MR. BERNANKE: But we are -- we are -- we have talked to all of our supervisory staff. We are communicating with our examiners. I urged feedback if this is happening because we are determined that the examiners should do a fair balance between appropriate caution, safety and soundness -- which is essential, of course -- but not to deny unreasonably credit to good, creditworthy borrowers, particularly long-standing customers.
REP. MANZULLO: (To Rep. Frank.) Can I ask one more question, Chairman?
REP. FRANK: (Off mike) -- time.
REP. MANZULLO: Okay.
REP. FRANK: The gentleman from Massachusetts. We'll be able to fit everybody in because we have a vote. Gentleman from Massachusetts.
REP. MICHAEL CAPUANO (D-MA): Thank you, Mr. Chairman.
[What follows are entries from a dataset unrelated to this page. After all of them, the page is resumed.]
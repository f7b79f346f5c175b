//! Version-guarded application of outbox events.

use crate::{DocumentMapper, IndexMutation, JsonSnapshotMapper, MappingError, SyncError};
use relay_outbox::{FailureKind, OutboxEvent};
use search_index::{IndexDocument, SearchIndex, WriteOutcome};
use serde_json::{Map, Value};
use std::sync::Arc;
use tracing::debug;

/// Result of applying one event.
#[derive(Debug, Clone, PartialEq, Eq)]
pub enum SyncOutcome {
    /// The index write landed.
    Success,
    /// The index already holds this version or a later one.
    StaleSkip { current_version: i64 },
    /// Worth retrying after backoff.
    TransientFailure(String),
    /// Retrying cannot help.
    PermanentFailure(String),
}

impl SyncOutcome {
    pub fn failure(&self) -> Option<(FailureKind, &str)> {
        match self {
            Self::TransientFailure(message) => Some((FailureKind::Transient, message.as_str())),
            Self::PermanentFailure(message) => Some((FailureKind::Permanent, message.as_str())),
            Self::Success | Self::StaleSkip { .. } => None,
        }
    }
}

impl From<Result<WriteOutcome, SyncError>> for SyncOutcome {
    fn from(result: Result<WriteOutcome, SyncError>) -> Self {
        match result {
            Ok(WriteOutcome::Applied) => Self::Success,
            Ok(WriteOutcome::Stale { current_version }) => Self::StaleSkip { current_version },
            Err(e) if e.is_transient() => Self::TransientFailure(e.to_string()),
            Err(e) => Self::PermanentFailure(e.to_string()),
        }
    }
}

/// Applies events to a [`SearchIndex`]. Cheap to clone.
#[derive(Clone)]
pub struct SyncWorker {
    index: Arc<dyn SearchIndex>,
    mapper: Arc<dyn DocumentMapper>,
}

impl SyncWorker {
    pub fn new(index: Arc<dyn SearchIndex>) -> Self {
        Self::with_mapper(index, Arc::new(JsonSnapshotMapper))
    }

    pub fn with_mapper(index: Arc<dyn SearchIndex>, mapper: Arc<dyn DocumentMapper>) -> Self {
        Self { index, mapper }
    }

    /// Apply `event` if its sequence number is newer than the document's
    /// version.
    pub async fn apply(&self, event: &OutboxEvent) -> SyncOutcome {
        let outcome = SyncOutcome::from(self.try_apply(event).await);

        match &outcome {
            SyncOutcome::Success => debug!(
                event_id = %event.event_id,
                aggregate = %event.key(),
                sequence = event.sequence_number,
                event_type = %event.event_type,
                "Event applied to index"
            ),
            SyncOutcome::StaleSkip { current_version } => debug!(
                event_id = %event.event_id,
                aggregate = %event.key(),
                sequence = event.sequence_number,
                current_version,
                "Index already at or past event, skipping"
            ),
            _ => {}
        }

        outcome
    }

    async fn try_apply(&self, event: &OutboxEvent) -> Result<WriteOutcome, SyncError> {
        let version = event.sequence_number;

        match self.mapper.map(event)? {
            IndexMutation::Upsert { source } => Ok(self
                .index
                .put_if_newer(IndexDocument {
                    index: event.aggregate_type.clone(),
                    id: event.aggregate_id.clone(),
                    version,
                    source,
                })
                .await?),
            IndexMutation::Delete => Ok(self
                .index
                .tombstone_if_newer(&event.aggregate_type, &event.aggregate_id, version)
                .await?),
            IndexMutation::Merge { fields } => self.merge(event, fields).await,
        }
    }

    async fn merge(
        &self,
        event: &OutboxEvent,
        fields: Map<String, Value>,
    ) -> Result<WriteOutcome, SyncError> {
        let version = event.sequence_number;
        let current = self
            .index
            .get(&event.aggregate_type, &event.aggregate_id)
            .await?;

        let mut source = match current {
            Some(doc) if doc.version >= version => {
                return Ok(WriteOutcome::Stale {
                    current_version: doc.version,
                })
            }
            Some(doc) if !doc.deleted => match doc.source {
                Value::Object(existing) => existing,
                _ => Map::new(),
            },
            _ => return Err(MappingError::MissingDocument(event.key().to_string()).into()),
        };

        source.extend(fields);
        Ok(self
            .index
            .put_if_newer(IndexDocument {
                index: event.aggregate_type.clone(),
                id: event.aggregate_id.clone(),
                version,
                source: Value::Object(source),
            })
            .await?)
    }
}

#[cfg(test)]
pub(crate) mod tests {
    use super::*;
    use async_trait::async_trait;
    use chrono::Utc;
    use relay_outbox::{EventType, OutboxStatus};
    use search_index::{InMemorySearchIndex, IndexError, IndexResult, StoredDocument};
    use serde_json::json;

    pub(crate) fn event(sequence: i64, event_type: EventType, payload: &str) -> OutboxEvent {
        let now = Utc::now();
        OutboxEvent {
            position: sequence,
            event_id: format!("evt-{sequence}"),
            aggregate_type: "order".to_string(),
            aggregate_id: "order-42".to_string(),
            sequence_number: sequence,
            event_type,
            payload: payload.to_string(),
            status: OutboxStatus::Claimed,
            retry_count: 0,
            next_attempt_at: now,
            last_error: None,
            claim_token: Some("token".to_string()),
            claimed_by: Some("test".to_string()),
            claimed_at: Some(now),
            created_at: now,
            dispatched_at: None,
        }
    }

    /// Index that answers every write with a fixed HTTP status.
    struct FailingIndex(u16);

    #[async_trait]
    impl SearchIndex for FailingIndex {
        async fn get(&self, _index: &str, _id: &str) -> IndexResult<Option<StoredDocument>> {
            Err(IndexError::from_status(self.0, "failing"))
        }

        async fn put_if_newer(&self, _document: IndexDocument) -> IndexResult<WriteOutcome> {
            Err(IndexError::from_status(self.0, "failing"))
        }

        async fn tombstone_if_newer(
            &self,
            _index: &str,
            _id: &str,
            _version: i64,
        ) -> IndexResult<WriteOutcome> {
            Err(IndexError::from_status(self.0, "failing"))
        }
    }

    fn worker() -> (InMemorySearchIndex, SyncWorker) {
        let index = InMemorySearchIndex::new();
        (index.clone(), SyncWorker::new(Arc::new(index)))
    }

    #[tokio::test]
    async fn test_order_lifecycle_ends_deleted() {
        let (index, worker) = worker();
        let created = event(1, EventType::Created, r#"{"price":10}"#);
        let updated = event(2, EventType::Updated, r#"{"price":12}"#);
        let deleted = event(3, EventType::Deleted, "{}");

        assert_eq!(worker.apply(&created).await, SyncOutcome::Success);
        assert_eq!(worker.apply(&updated).await, SyncOutcome::Success);
        assert_eq!(
            index.live_source("order", "order-42"),
            Some(json!({ "price": 12 }))
        );
        assert_eq!(worker.apply(&deleted).await, SyncOutcome::Success);
        assert_eq!(index.live_source("order", "order-42"), None);

        // Replaying the update after the delete is a no-op.
        assert_eq!(
            worker.apply(&updated).await,
            SyncOutcome::StaleSkip { current_version: 3 }
        );
        assert_eq!(index.live_source("order", "order-42"), None);
    }

    #[tokio::test]
    async fn test_duplicate_delivery_is_stale_skip() {
        let (index, worker) = worker();
        let created = event(1, EventType::Created, r#"{"price":10}"#);

        assert_eq!(worker.apply(&created).await, SyncOutcome::Success);
        let after_first = index.document("order", "order-42");
        assert_eq!(
            worker.apply(&created).await,
            SyncOutcome::StaleSkip { current_version: 1 }
        );
        assert_eq!(index.document("order", "order-42"), after_first);
        assert_eq!(index.writes().len(), 1);
    }

    #[tokio::test]
    async fn test_popularity_update_merges_fields() {
        let (index, worker) = worker();
        worker
            .apply(&event(1, EventType::Created, r#"{"title":"Rust engineer","views":1}"#))
            .await;

        let outcome = worker
            .apply(&event(2, EventType::PopularityOnly, r#"{"views":7}"#))
            .await;
        assert_eq!(outcome, SyncOutcome::Success);
        assert_eq!(
            index.live_source("order", "order-42"),
            Some(json!({ "title": "Rust engineer", "views": 7 }))
        );
        assert_eq!(index.document("order", "order-42").unwrap().version, 2);
    }

    #[tokio::test]
    async fn test_stale_popularity_update_is_skipped() {
        let (_, worker) = worker();
        worker
            .apply(&event(3, EventType::Updated, r#"{"views":1}"#))
            .await;
        assert_eq!(
            worker
                .apply(&event(2, EventType::PopularityOnly, r#"{"views":7}"#))
                .await,
            SyncOutcome::StaleSkip { current_version: 3 }
        );
    }

    #[tokio::test]
    async fn test_merge_without_document_is_permanent() {
        let (_, worker) = worker();
        let outcome = worker
            .apply(&event(1, EventType::PopularityOnly, r#"{"views":7}"#))
            .await;
        assert!(matches!(outcome, SyncOutcome::PermanentFailure(msg) if msg.contains("order/order-42")));
    }

    #[tokio::test]
    async fn test_malformed_payload_is_permanent() {
        let (index, worker) = worker();
        let outcome = worker.apply(&event(1, EventType::Created, "{oops")).await;
        assert_eq!(
            outcome.failure().map(|(kind, _)| kind),
            Some(FailureKind::Permanent)
        );
        assert!(index.writes().is_empty());
    }

    #[tokio::test]
    async fn test_index_errors_are_classified() {
        let unavailable = SyncWorker::new(Arc::new(FailingIndex(503)));
        let outcome = unavailable
            .apply(&event(1, EventType::Created, r#"{"price":10}"#))
            .await;
        assert!(matches!(outcome, SyncOutcome::TransientFailure(_)));
        assert!(outcome.failure().is_some());

        let rejecting = SyncWorker::new(Arc::new(FailingIndex(400)));
        let outcome = rejecting
            .apply(&event(1, EventType::Deleted, "{}"))
            .await;
        assert!(matches!(outcome, SyncOutcome::PermanentFailure(_)));
    }
}
//! Outbox store: append, claim, and outcome tracking over SQLite.

use crate::{OutboxError, OutboxResult, OutboxTransaction};
use chrono::Utc;
use relay_database::{
    queries, AppendedEvent, AsyncDatabase, ClaimRequest, FailureUpdate, NewOutboxEvent,
    OutboxEvent, OutboxStats, OutboxStatus,
};
use std::time::Duration;
use tracing::{debug, info};
use uuid::Uuid;

/// Events claimed together under one token.
#[derive(Debug, Clone)]
pub struct ClaimedBatch {
    pub claim_token: String,
    /// Ordered by aggregate type, aggregate id, then sequence number.
    pub events: Vec<OutboxEvent>,
}

impl ClaimedBatch {
    pub fn is_empty(&self) -> bool {
        self.events.is_empty()
    }

    pub fn len(&self) -> usize {
        self.events.len()
    }
}

/// Handle to the outbox tables. Cheap to clone.
#[derive(Clone)]
pub struct OutboxStore {
    db: AsyncDatabase,
}

impl OutboxStore {
    pub fn new(db: AsyncDatabase) -> Self {
        Self { db }
    }

    pub fn database(&self) -> &AsyncDatabase {
        &self.db
    }

    /// Run a business write and its outbox appends in one transaction.
    ///
    /// ```ignore
    /// store.write(|otx| {
    ///     otx.connection().execute("UPDATE orders SET price = 12 WHERE id = ?1", ["order-42"])?;
    ///     otx.append(&NewOutboxEvent::with_json("order", "order-42", EventType::Updated, &order)?)?;
    ///     Ok::<_, OutboxError>(())
    /// }).await?;
    /// ```
    pub async fn write<F, T, E>(&self, f: F) -> Result<T, E>
    where
        F: for<'a> FnOnce(&mut OutboxTransaction<'a>) -> Result<T, E> + Send + 'static,
        T: Send + 'static,
        E: From<relay_database::DatabaseError> + Send + 'static,
    {
        self.db
            .transaction(move |tx| {
                let mut scope = OutboxTransaction::new(tx, Utc::now());
                f(&mut scope)
            })
            .await
    }

    /// Append a single event in its own transaction.
    pub async fn append(&self, event: NewOutboxEvent) -> OutboxResult<AppendedEvent> {
        self.write(move |otx| otx.append(&event)).await
    }

    /// Atomically claim up to `limit` deliverable events.
    ///
    /// `partition` restricts the claim to one aggregate type and
    /// `min_position` skips rows below the checkpoint low-water mark.
    pub async fn claim_batch(
        &self,
        limit: usize,
        partition: Option<&str>,
        min_position: i64,
        claimed_by: &str,
    ) -> OutboxResult<ClaimedBatch> {
        let request = ClaimRequest {
            limit,
            partition: partition.map(str::to_string),
            min_position,
            claim_token: Uuid::new_v4().to_string(),
            claimed_by: claimed_by.to_string(),
            now: Utc::now(),
        };
        let claim_token = request.claim_token.clone();

        let events = self
            .db
            .transaction(move |tx| queries::claim_outbox_batch(tx, &request))
            .await?;

        if !events.is_empty() {
            debug!(
                claim_token = %claim_token,
                claimed_by,
                count = events.len(),
                "Claimed outbox batch"
            );
        }

        Ok(ClaimedBatch {
            claim_token,
            events,
        })
    }

    /// Mark events dispatched under `claim_token`. Returns how many rows
    /// were still held by that claim.
    pub async fn mark_dispatched(&self, event_ids: Vec<String>, claim_token: &str) -> OutboxResult<usize> {
        let token = claim_token.to_string();
        let count = self
            .db
            .call(move |conn| queries::mark_dispatched(conn, &event_ids, &token, Utc::now()))
            .await?;
        Ok(count)
    }

    /// Renew the claim on events still held under `claim_token`. Returns how
    /// many were renewed.
    pub async fn renew_claims(&self, event_ids: Vec<String>, claim_token: &str) -> OutboxResult<usize> {
        let token = claim_token.to_string();
        let count = self
            .db
            .call(move |conn| queries::touch_claims(conn, &event_ids, &token, Utc::now()))
            .await?;
        Ok(count)
    }

    /// Persist a failed attempt. Returns false if the claim was lost.
    pub async fn mark_failed(
        &self,
        event_id: &str,
        claim_token: &str,
        update: FailureUpdate,
    ) -> OutboxResult<bool> {
        let event_id = event_id.to_string();
        let token = claim_token.to_string();
        let recorded = self
            .db
            .call(move |conn| queries::record_failure(conn, &event_id, &token, &update))
            .await?;
        Ok(recorded)
    }

    /// Return claimed events to `pending` without using retry budget.
    pub async fn release(&self, event_ids: Vec<String>, claim_token: &str) -> OutboxResult<usize> {
        let token = claim_token.to_string();
        let count = self
            .db
            .call(move |conn| queries::release_claims(conn, &event_ids, &token))
            .await?;
        Ok(count)
    }

    /// Requeue claims older than `timeout` (crashed or stalled dispatchers).
    pub async fn sweep_expired_claims(&self, timeout: Duration) -> OutboxResult<usize> {
        let cutoff = Utc::now() - to_chrono(timeout)?;
        let count = self
            .db
            .call(move |conn| queries::requeue_expired_claims(conn, cutoff))
            .await?;
        Ok(count)
    }

    /// Delete dispatched events older than `retention`.
    pub async fn purge_dispatched(&self, retention: Duration) -> OutboxResult<usize> {
        let cutoff = Utc::now() - to_chrono(retention)?;
        let count = self
            .db
            .call(move |conn| queries::purge_dispatched(conn, cutoff))
            .await?;
        if count > 0 {
            info!(count, "Purged dispatched outbox events");
        }
        Ok(count)
    }

    pub async fn stats(&self) -> OutboxResult<OutboxStats> {
        let stats = self
            .db
            .call(|conn| queries::outbox_stats(conn, Utc::now()))
            .await?;
        Ok(stats)
    }

    pub async fn get(&self, event_id: &str) -> OutboxResult<Option<OutboxEvent>> {
        let event_id = event_id.to_string();
        let event = self
            .db
            .call(move |conn| queries::get_outbox_event(conn, &event_id))
            .await?;
        Ok(event)
    }

    pub async fn list(&self, status: OutboxStatus, limit: usize) -> OutboxResult<Vec<OutboxEvent>> {
        let events = self
            .db
            .call(move |conn| queries::list_outbox_events(conn, status, limit))
            .await?;
        Ok(events)
    }

    /// Retained events of one aggregate in sequence order.
    pub async fn aggregate_history(
        &self,
        aggregate_type: &str,
        aggregate_id: &str,
    ) -> OutboxResult<Vec<OutboxEvent>> {
        let aggregate_type = aggregate_type.to_string();
        let aggregate_id = aggregate_id.to_string();
        let events = self
            .db
            .call(move |conn| queries::list_aggregate_events(conn, &aggregate_type, &aggregate_id))
            .await?;
        Ok(events)
    }
}

pub(crate) fn to_chrono(duration: Duration) -> OutboxResult<chrono::Duration> {
    chrono::Duration::from_std(duration)
        .map_err(|e| OutboxError::InvalidState(format!("duration out of range: {e}")))
}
Chairman Bernanke, first of all, thank you for doing this all day. And I apologize; I've had to come in and out, I haven't heard all the questions, so some of the questions might be redundant.
I'd like to go back to actually at the beginning of the hearing, when you talked about who -- what caused -- what was the trigger, I think was the term used. And I agree with you: borrowers who borrowed more than they should, lenders who gave it. But I also want to add one more thing, that I actually think, in the final analysis, the people who were put there to prevent that very thing from happening, namely the regulators, across the board fell down. If the regulators had done their job, in my opinion, they would have been able to choke off most of the funding that was made available through these incredibly leveraged and highly complex financing mechanism; and they could have done something about the credit-rating agencies basically lying; they could have done something about the accounting mechanisms that were made up; they could have done something to stop banks from creating these subsidiary corporations that didn't exist on their books somehow. So I agree with you that the borrowers and the lenders were both responsible, but so were the regulators. They weren't anyplace to be seen.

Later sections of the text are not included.